Supplied records –

═══

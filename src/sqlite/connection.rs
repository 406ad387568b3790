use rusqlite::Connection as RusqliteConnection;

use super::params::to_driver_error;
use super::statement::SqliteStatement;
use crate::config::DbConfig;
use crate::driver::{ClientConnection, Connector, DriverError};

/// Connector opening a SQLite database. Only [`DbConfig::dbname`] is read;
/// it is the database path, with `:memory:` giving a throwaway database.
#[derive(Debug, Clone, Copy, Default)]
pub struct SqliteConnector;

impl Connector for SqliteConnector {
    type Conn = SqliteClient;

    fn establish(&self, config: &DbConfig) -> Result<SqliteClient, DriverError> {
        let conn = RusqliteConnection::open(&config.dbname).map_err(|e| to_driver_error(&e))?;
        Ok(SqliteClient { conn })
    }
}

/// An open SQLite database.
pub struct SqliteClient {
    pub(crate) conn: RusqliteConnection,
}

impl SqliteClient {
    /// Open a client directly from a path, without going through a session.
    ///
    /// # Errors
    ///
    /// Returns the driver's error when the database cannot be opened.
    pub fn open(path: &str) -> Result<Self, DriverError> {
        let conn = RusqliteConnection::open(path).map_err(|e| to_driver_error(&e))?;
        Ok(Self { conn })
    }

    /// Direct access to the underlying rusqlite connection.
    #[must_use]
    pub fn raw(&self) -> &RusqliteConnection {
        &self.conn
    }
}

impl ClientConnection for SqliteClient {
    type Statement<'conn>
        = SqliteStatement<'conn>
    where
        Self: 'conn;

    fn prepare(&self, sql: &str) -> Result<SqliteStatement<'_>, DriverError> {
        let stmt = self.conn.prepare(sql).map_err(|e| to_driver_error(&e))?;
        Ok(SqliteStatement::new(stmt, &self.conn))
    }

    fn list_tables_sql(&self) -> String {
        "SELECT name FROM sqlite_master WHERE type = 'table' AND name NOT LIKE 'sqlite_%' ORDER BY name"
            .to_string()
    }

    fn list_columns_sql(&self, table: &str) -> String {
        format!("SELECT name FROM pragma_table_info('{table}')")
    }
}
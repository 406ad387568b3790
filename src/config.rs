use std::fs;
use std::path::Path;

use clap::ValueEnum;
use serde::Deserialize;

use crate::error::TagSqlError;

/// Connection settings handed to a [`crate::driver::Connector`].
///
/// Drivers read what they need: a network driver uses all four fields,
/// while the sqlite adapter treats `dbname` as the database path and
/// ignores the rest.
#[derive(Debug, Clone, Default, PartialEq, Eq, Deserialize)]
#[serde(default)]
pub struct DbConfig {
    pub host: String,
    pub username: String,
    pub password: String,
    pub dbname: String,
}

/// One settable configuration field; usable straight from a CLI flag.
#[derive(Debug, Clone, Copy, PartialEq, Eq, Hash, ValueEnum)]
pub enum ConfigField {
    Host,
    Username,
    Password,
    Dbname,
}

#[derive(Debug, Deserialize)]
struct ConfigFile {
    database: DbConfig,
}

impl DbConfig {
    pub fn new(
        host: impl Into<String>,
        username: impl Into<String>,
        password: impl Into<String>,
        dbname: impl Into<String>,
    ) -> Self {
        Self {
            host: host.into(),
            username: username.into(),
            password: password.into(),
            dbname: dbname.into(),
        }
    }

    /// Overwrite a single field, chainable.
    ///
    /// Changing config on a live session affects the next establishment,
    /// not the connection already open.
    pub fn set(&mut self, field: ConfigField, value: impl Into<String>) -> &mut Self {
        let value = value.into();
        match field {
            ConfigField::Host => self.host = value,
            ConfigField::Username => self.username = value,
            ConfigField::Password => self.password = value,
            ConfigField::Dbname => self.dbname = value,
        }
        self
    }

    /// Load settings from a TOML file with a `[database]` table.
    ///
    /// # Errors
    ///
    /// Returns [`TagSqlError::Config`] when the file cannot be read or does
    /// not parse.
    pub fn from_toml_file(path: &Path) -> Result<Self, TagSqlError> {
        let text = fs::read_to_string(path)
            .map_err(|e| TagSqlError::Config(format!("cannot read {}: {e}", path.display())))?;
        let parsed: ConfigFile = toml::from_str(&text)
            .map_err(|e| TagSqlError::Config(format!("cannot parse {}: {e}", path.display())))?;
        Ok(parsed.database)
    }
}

═══

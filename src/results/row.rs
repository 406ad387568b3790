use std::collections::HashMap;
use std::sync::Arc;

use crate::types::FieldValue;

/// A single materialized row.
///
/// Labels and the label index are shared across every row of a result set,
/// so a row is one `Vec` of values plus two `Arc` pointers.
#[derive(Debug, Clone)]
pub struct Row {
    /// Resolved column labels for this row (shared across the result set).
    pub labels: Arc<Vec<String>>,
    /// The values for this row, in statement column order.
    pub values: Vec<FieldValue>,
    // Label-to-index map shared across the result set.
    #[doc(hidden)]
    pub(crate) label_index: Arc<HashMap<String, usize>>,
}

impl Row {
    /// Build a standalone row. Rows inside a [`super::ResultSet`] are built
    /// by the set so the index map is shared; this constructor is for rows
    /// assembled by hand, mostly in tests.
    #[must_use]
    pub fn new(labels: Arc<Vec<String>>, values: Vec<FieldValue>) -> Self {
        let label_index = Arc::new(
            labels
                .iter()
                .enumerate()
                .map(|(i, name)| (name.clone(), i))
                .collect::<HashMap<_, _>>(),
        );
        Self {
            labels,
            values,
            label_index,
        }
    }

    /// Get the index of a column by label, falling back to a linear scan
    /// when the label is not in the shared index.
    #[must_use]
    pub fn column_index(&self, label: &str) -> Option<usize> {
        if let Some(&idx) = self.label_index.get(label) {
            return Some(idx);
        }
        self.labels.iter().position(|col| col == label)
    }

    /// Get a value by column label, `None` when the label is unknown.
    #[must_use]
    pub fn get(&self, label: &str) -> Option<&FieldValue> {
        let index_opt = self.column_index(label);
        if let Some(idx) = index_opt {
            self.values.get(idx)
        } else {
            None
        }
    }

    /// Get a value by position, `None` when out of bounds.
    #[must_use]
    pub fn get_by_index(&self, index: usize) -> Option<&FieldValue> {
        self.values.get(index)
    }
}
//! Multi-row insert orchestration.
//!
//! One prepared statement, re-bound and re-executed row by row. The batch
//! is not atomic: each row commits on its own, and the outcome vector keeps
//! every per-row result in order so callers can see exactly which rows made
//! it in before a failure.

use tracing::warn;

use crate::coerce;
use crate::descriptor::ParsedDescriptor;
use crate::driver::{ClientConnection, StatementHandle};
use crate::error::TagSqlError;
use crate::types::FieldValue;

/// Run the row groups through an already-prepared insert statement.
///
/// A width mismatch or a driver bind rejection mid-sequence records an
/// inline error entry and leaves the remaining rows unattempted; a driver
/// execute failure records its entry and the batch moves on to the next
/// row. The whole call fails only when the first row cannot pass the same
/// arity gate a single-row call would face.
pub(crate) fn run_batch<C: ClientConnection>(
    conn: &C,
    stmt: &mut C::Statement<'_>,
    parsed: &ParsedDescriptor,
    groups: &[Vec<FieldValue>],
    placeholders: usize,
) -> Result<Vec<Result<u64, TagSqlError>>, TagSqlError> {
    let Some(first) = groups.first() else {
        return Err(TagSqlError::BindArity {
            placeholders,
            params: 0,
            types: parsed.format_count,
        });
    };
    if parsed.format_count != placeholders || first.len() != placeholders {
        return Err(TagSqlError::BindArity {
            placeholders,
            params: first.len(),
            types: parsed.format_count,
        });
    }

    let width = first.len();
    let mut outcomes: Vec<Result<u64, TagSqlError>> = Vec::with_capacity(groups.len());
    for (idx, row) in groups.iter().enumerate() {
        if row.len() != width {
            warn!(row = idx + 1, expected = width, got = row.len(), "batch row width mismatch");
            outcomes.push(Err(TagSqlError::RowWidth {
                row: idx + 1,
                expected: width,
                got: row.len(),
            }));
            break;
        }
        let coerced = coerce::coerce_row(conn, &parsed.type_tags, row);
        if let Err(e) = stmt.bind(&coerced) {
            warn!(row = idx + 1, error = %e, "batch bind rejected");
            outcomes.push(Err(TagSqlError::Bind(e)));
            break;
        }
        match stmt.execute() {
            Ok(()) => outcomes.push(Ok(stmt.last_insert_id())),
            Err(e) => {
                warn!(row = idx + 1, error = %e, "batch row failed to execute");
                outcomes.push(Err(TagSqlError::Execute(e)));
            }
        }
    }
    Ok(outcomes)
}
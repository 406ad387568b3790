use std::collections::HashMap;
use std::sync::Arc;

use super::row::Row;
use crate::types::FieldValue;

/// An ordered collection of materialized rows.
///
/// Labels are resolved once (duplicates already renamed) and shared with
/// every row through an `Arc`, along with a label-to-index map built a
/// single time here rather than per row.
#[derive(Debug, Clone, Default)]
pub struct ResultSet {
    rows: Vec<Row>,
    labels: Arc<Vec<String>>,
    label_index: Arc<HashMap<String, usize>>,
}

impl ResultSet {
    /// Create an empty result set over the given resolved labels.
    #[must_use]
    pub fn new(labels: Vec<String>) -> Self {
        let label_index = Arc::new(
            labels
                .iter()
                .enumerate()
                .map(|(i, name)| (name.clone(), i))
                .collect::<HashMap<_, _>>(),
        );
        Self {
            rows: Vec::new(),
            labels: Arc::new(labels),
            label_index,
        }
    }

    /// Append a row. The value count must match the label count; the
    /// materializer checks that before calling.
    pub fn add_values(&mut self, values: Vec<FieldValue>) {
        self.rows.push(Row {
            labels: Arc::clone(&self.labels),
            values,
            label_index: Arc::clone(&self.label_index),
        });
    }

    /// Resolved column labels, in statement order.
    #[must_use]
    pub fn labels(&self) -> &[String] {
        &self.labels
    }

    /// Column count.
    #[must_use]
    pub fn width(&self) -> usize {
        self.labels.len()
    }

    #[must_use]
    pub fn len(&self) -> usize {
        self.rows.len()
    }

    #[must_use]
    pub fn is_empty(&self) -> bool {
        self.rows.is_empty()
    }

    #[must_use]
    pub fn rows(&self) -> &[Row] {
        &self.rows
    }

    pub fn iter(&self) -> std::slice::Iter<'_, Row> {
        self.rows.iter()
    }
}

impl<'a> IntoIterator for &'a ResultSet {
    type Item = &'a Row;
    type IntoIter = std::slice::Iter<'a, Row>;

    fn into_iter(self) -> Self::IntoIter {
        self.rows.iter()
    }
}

═══

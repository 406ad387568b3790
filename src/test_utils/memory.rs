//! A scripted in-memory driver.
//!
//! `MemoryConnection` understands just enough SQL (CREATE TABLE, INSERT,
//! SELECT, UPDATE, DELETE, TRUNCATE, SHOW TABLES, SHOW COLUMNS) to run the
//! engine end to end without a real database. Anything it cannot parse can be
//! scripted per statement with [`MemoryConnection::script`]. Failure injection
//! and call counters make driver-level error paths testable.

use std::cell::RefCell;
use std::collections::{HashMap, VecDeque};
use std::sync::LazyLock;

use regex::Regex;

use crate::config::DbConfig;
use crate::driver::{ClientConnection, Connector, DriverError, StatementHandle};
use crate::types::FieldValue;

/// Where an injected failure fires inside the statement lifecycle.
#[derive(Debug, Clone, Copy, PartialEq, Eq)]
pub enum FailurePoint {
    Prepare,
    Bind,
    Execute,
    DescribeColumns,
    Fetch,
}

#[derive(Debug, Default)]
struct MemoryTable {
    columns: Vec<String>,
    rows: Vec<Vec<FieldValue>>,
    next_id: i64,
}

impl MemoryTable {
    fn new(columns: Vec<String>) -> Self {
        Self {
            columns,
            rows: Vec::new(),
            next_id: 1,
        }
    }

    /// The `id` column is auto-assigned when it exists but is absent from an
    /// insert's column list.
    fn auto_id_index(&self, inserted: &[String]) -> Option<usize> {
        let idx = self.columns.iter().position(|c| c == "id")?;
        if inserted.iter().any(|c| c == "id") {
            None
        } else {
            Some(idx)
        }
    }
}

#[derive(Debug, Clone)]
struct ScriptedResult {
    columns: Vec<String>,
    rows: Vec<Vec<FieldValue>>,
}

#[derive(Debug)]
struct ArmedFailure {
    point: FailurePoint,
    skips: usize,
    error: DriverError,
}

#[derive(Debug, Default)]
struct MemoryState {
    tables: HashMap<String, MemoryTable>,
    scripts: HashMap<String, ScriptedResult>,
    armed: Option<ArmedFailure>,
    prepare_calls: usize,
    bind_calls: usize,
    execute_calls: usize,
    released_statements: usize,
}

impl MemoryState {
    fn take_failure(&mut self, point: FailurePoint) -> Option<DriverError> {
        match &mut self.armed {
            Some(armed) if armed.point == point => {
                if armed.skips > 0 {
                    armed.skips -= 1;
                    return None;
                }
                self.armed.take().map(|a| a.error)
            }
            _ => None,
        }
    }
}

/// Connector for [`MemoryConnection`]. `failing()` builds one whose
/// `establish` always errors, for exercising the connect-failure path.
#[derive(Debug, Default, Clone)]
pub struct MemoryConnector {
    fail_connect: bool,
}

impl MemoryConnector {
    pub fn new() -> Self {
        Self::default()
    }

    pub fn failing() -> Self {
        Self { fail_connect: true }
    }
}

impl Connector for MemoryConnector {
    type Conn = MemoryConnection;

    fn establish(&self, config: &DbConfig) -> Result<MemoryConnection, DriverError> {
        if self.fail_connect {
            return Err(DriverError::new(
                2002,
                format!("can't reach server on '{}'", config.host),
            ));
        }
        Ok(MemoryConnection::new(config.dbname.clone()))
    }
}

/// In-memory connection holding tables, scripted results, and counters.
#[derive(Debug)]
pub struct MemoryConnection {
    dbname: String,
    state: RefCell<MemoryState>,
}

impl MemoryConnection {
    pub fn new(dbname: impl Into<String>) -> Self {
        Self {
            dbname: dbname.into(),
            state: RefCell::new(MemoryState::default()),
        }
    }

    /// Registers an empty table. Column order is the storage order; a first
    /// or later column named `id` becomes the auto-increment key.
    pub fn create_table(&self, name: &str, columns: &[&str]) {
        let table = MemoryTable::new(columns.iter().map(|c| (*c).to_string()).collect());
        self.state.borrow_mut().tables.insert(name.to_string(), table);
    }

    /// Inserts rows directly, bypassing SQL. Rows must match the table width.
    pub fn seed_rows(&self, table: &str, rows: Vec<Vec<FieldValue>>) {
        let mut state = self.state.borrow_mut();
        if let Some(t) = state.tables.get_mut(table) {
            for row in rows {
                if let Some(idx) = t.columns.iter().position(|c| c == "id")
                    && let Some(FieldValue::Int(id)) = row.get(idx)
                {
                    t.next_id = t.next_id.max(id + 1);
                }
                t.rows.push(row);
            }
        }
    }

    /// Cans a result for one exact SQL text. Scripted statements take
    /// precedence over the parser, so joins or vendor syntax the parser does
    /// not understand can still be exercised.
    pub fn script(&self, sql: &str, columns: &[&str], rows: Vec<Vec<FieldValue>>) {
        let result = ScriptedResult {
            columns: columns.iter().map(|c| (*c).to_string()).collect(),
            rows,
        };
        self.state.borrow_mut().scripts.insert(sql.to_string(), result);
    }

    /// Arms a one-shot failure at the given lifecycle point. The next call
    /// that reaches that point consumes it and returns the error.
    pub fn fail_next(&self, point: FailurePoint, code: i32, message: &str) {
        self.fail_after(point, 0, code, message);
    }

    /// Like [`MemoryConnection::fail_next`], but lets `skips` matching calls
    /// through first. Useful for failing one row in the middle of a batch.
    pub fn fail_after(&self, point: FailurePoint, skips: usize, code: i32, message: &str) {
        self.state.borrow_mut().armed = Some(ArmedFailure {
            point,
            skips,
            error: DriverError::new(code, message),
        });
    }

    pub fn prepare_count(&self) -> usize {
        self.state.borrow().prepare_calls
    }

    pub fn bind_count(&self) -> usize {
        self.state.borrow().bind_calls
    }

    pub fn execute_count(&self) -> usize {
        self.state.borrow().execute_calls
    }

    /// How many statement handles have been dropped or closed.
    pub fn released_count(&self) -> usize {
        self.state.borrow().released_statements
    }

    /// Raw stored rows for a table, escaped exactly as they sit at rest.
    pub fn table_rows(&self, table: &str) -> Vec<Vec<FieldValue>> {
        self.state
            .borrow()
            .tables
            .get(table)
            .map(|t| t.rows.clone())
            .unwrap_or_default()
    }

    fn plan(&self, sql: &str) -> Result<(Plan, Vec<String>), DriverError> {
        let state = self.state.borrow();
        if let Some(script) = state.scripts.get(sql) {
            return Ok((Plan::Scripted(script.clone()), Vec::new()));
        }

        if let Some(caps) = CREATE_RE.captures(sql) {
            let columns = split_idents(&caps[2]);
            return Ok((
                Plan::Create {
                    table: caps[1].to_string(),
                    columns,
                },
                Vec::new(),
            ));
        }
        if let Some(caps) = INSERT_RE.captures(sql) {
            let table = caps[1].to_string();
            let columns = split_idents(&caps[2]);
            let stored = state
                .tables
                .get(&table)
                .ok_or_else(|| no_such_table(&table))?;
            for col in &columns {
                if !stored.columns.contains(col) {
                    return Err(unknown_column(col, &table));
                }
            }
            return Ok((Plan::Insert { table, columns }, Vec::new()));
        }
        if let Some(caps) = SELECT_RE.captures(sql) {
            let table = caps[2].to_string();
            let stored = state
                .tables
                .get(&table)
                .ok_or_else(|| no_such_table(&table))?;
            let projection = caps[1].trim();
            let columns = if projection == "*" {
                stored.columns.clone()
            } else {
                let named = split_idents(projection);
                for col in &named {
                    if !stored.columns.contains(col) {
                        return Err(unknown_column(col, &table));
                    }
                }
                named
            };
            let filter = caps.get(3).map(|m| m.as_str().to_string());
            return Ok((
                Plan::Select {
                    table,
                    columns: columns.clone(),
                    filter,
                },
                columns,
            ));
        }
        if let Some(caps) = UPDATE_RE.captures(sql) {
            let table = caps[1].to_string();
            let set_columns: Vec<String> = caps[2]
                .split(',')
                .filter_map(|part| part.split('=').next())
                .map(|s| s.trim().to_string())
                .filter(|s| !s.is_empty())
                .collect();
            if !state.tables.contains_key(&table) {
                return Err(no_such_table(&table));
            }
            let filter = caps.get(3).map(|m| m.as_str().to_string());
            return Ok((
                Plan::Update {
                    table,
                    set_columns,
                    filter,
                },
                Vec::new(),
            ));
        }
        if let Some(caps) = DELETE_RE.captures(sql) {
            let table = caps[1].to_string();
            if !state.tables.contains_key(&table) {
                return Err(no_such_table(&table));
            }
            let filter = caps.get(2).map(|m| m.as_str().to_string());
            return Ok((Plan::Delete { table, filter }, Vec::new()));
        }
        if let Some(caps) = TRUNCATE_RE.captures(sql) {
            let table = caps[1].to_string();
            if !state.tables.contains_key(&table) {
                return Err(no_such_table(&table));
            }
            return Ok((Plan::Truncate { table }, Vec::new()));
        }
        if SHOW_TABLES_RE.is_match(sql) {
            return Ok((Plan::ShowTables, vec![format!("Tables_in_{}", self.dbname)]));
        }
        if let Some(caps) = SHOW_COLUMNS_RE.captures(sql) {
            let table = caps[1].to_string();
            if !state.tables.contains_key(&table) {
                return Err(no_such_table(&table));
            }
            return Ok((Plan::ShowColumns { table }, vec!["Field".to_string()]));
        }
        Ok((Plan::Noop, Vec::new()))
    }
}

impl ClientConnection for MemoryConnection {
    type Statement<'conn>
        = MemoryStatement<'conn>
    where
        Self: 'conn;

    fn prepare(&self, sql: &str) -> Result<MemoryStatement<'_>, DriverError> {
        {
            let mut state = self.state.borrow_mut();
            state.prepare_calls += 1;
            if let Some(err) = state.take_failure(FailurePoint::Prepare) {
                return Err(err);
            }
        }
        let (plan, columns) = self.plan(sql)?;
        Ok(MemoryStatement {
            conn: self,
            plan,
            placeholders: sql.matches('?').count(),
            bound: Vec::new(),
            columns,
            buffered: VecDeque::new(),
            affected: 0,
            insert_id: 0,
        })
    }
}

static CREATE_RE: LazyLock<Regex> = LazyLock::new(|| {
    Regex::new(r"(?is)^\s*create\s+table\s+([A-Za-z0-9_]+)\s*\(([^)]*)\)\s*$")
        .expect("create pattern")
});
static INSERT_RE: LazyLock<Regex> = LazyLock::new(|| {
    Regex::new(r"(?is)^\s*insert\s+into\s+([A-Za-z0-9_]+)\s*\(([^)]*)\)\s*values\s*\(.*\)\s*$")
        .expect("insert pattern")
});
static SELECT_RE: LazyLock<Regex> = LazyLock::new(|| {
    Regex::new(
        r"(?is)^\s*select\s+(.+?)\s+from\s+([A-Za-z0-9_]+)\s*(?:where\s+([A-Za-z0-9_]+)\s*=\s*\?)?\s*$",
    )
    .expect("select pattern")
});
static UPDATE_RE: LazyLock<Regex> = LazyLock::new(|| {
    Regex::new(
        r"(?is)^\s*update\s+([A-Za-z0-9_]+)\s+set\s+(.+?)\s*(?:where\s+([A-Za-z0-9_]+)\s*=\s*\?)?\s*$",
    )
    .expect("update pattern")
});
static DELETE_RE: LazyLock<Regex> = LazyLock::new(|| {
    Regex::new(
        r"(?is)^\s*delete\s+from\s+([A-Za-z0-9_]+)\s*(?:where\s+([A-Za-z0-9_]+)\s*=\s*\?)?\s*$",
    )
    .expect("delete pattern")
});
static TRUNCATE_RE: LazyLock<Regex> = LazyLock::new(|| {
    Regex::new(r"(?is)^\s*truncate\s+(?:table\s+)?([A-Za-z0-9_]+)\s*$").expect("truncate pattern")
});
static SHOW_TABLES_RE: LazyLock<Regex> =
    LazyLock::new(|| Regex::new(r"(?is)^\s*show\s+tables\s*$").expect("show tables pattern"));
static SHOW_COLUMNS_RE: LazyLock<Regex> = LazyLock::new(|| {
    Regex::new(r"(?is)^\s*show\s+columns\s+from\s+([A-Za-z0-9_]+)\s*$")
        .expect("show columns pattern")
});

═══

Work to complete – Please count the lines above containing "ValueEnum"; number only.

Answer to this exercise – 2